▶ _Exercise goal_
Scan the data for "Cargo" and copy the lines it appears in.

▶ _Listed entries_

-*-*-

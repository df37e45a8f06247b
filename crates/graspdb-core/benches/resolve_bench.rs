//! Criterion benchmarks for graspdb-core.
//!
//! Everything here is plain Rust; no Python runtime is needed.
//!
//! ## Benchmark groups
//!
//! 1. **filter**: pruning policies over synthetic grasp lists.
//! 2. **adapt**: joint layout mapping per hand.
//! 3. **compose**: pose composition with and without a frame change.
//! 4. **planning**: full requests against an in-memory catalog and an
//!    on-disk SQLite catalog.
//!
//! ## Running
//!
//! ```sh
//! cargo bench --manifest-path crates/graspdb-core/Cargo.toml
//! # Only the planning group:
//! cargo bench --manifest-path crates/graspdb-core/Cargo.toml -- planning
//! ```

use std::sync::Arc;
use std::time::Duration;

use criterion::{black_box, criterion_group, criterion_main, BenchmarkId, Criterion};

use _graspdb_core::errors::GraspDbResult;
use _graspdb_core::frames::pose::{Pose, StampedPose};
use _graspdb_core::frames::tree::FrameTree;
use _graspdb_core::grasp::compose::PoseCompositor;
use _graspdb_core::grasp::filter::{filter_grasps, FilterPolicy};
use _graspdb_core::grasp::layout::adapt;
use _graspdb_core::grasp::planner::{GraspCatalog, GraspPlanner};
use _graspdb_core::hand::description::HandDescriptions;
use _graspdb_core::hand::profile::HandProfileResolver;
use _graspdb_core::models::{
    GraspPlanningRequest, GraspTarget, HandProfile, ModelId, PotentialModel, RawGraspRecord,
};
use _graspdb_core::store::database::ObjectsDatabase;

// ---------------------------------------------------------------------------
// Helpers
// ---------------------------------------------------------------------------

const SCHUNK_JOINTS: [&str; 7] = ["knuckle", "f1", "f2", "f3", "f4", "f5", "f6"];
const GRIPPER_JOINTS: [&str; 4] = ["l_finger", "r_finger", "r_tip", "l_tip"];

/// `n` grasps, roughly two thirds of which survive the default cutoff.
fn synthetic_grasps(n: usize, raw_values: usize) -> Vec<RawGraspRecord> {
    (0..n)
        .map(|i| RawGraspRecord {
            grasp_id: i as i64 + 1,
            scaled_model_id: 18744,
            quality: if i % 3 == 0 { -20.0 } else { -45.0 - (i % 17) as f64 },
            scaled_quality: (i % 100) as f64 / 100.0,
            table_clearance: (i % 50) as f64,
            pre_grasp_joints: (0..raw_values).map(|j| 0.05 * j as f64).collect(),
            final_grasp_joints: (0..raw_values).map(|j| 0.1 * j as f64).collect(),
            final_grasp_pose: Pose::new(
                [0.01 * (i % 10) as f64, -0.02, 0.12],
                [0.0, 0.0, 0.382_683_432_365_089_8, 0.923_879_532_511_286_7],
            ),
        })
        .collect()
}

fn profile(hand_id: &str, joints: &[&str]) -> HandProfile {
    HandProfile {
        catalog_hand_id: hand_id.to_string(),
        joint_names: joints.iter().map(|j| j.to_string()).collect(),
    }
}

fn frames() -> Arc<FrameTree> {
    let tree = FrameTree::new();
    tree.set_transform("base_link", "torso", Pose::from_translation(0.0, 0.0, 0.8))
        .unwrap();
    tree.set_transform("torso", "head_camera", Pose::from_translation(0.1, 0.0, 0.5))
        .unwrap();
    Arc::new(tree)
}

fn hands() -> Arc<HandDescriptions> {
    Arc::new(
        HandDescriptions::new()
            .with_arm("left_arm", "Schunk", &SCHUNK_JOINTS)
            .with_arm("right_arm", "WILLOW_GRIPPER_2010", &GRIPPER_JOINTS),
    )
}

fn request(arm: &str, frame: &str) -> GraspPlanningRequest {
    GraspPlanningRequest {
        arm_name: arm.to_string(),
        target: GraspTarget {
            potential_models: vec![PotentialModel {
                model_id: 18744,
                pose: StampedPose::new(frame, Pose::from_translation(0.6, 0.0, -0.4)),
                confidence: 1.0,
            }],
            reference_frame_id: "base_link".to_string(),
        },
    }
}

struct InMemoryCatalog {
    records: Vec<RawGraspRecord>,
}

impl GraspCatalog for InMemoryCatalog {
    fn cluster_rep_grasps(
        &self,
        _model_id: ModelId,
        _hand_id: &str,
    ) -> GraspDbResult<Vec<RawGraspRecord>> {
        Ok(self.records.clone())
    }
}

// ---------------------------------------------------------------------------
// Benchmarks
// ---------------------------------------------------------------------------

fn bench_filter(c: &mut Criterion) {
    let mut group = c.benchmark_group("filter");
    let policies = [
        ("quality_cutoff", FilterPolicy::default()),
        ("gripper_and_clearance", FilterPolicy::gripper_and_clearance_defaults()),
    ];
    for &n in &[100usize, 1_000, 10_000] {
        let records = synthetic_grasps(n, 1);
        for (name, policy) in &policies {
            group.bench_with_input(BenchmarkId::new(*name, n), &records, |b, records| {
                b.iter_with_setup(
                    || records.clone(),
                    |records| black_box(filter_grasps(records, policy)),
                );
            });
        }
    }
    group.finish();
}

fn bench_adapt(c: &mut Criterion) {
    let mut group = c.benchmark_group("adapt");
    let schunk = profile("Schunk", &SCHUNK_JOINTS);
    let gripper = profile("WILLOW_GRIPPER_2010", &GRIPPER_JOINTS);
    let direct = profile("GENERIC_HAND", &["a", "b", "c"]);
    let schunk_record = synthetic_grasps(1, 8).remove(0);
    let gripper_record = synthetic_grasps(1, 1).remove(0);
    let direct_record = synthetic_grasps(1, 3).remove(0);

    group.bench_function("underactuated_7dof", |b| {
        b.iter(|| adapt(black_box(&schunk_record), &schunk).unwrap())
    });
    group.bench_function("parallel_jaw", |b| {
        b.iter(|| adapt(black_box(&gripper_record), &gripper).unwrap())
    });
    group.bench_function("direct_mapped", |b| {
        b.iter(|| adapt(black_box(&direct_record), &direct).unwrap())
    });
    group.finish();
}

fn bench_compose(c: &mut Criterion) {
    let mut group = c.benchmark_group("compose");
    let tree = frames();
    let local = Pose::new([0.0, -0.02, 0.12], [0.0, 0.0, 0.0, 1.0]);

    let same = StampedPose::new("base_link", Pose::from_translation(0.6, 0.0, 0.8));
    group.bench_function("same_frame", |b| {
        b.iter(|| {
            let mut compositor = PoseCompositor::new(&same, "base_link", tree.as_ref());
            compositor.compose(black_box(&local)).unwrap()
        })
    });

    let camera = StampedPose::new("head_camera", Pose::from_translation(0.6, 0.0, -0.4));
    group.bench_function("frame_change_100_poses", |b| {
        b.iter(|| {
            let mut compositor = PoseCompositor::new(&camera, "base_link", tree.as_ref());
            for _ in 0..100 {
                black_box(compositor.compose(&local).unwrap());
            }
        })
    });
    group.finish();
}

fn bench_planning(c: &mut Criterion) {
    let mut group = c.benchmark_group("planning");
    group.measurement_time(Duration::from_secs(10));

    for &n in &[50usize, 500] {
        let planner = GraspPlanner::new(
            Arc::new(InMemoryCatalog {
                records: synthetic_grasps(n, 8),
            }),
            HandProfileResolver::new(hands(), 8),
            frames(),
            FilterPolicy::default(),
        );
        let req = request("left_arm", "head_camera");
        group.bench_with_input(BenchmarkId::new("in_memory", n), &req, |b, req| {
            b.iter(|| black_box(planner.plan(req)))
        });
    }

    let dir = tempfile::tempdir().unwrap();
    let db = ObjectsDatabase::open(&dir.path().join("bench.db"), Duration::from_secs(5)).unwrap();
    db.insert_original_model(1, "bench object", "", &[]).unwrap();
    db.insert_scaled_model(18744, 1, 1.0).unwrap();
    for record in synthetic_grasps(200, 1) {
        db.insert_grasp("WILLOW_GRIPPER_2010", &record, true).unwrap();
    }
    let planner = GraspPlanner::new(
        Arc::new(db),
        HandProfileResolver::new(hands(), 8),
        frames(),
        FilterPolicy::default(),
    );
    let req = request("right_arm", "head_camera");
    group.bench_function("sqlite_200", |b| b.iter(|| black_box(planner.plan(&req))));

    group.finish();
}

// ---------------------------------------------------------------------------
// Register all benchmark groups
// ---------------------------------------------------------------------------

criterion_group!(benches, bench_filter, bench_adapt, bench_compose, bench_planning);
criterion_main!(benches);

-*-*-

▶ _Written answer_
//! cargo bench --manifest-path crates/graspdb-core/Cargo.toml
//! cargo bench --manifest-path crates/graspdb-core/Cargo.toml -- planning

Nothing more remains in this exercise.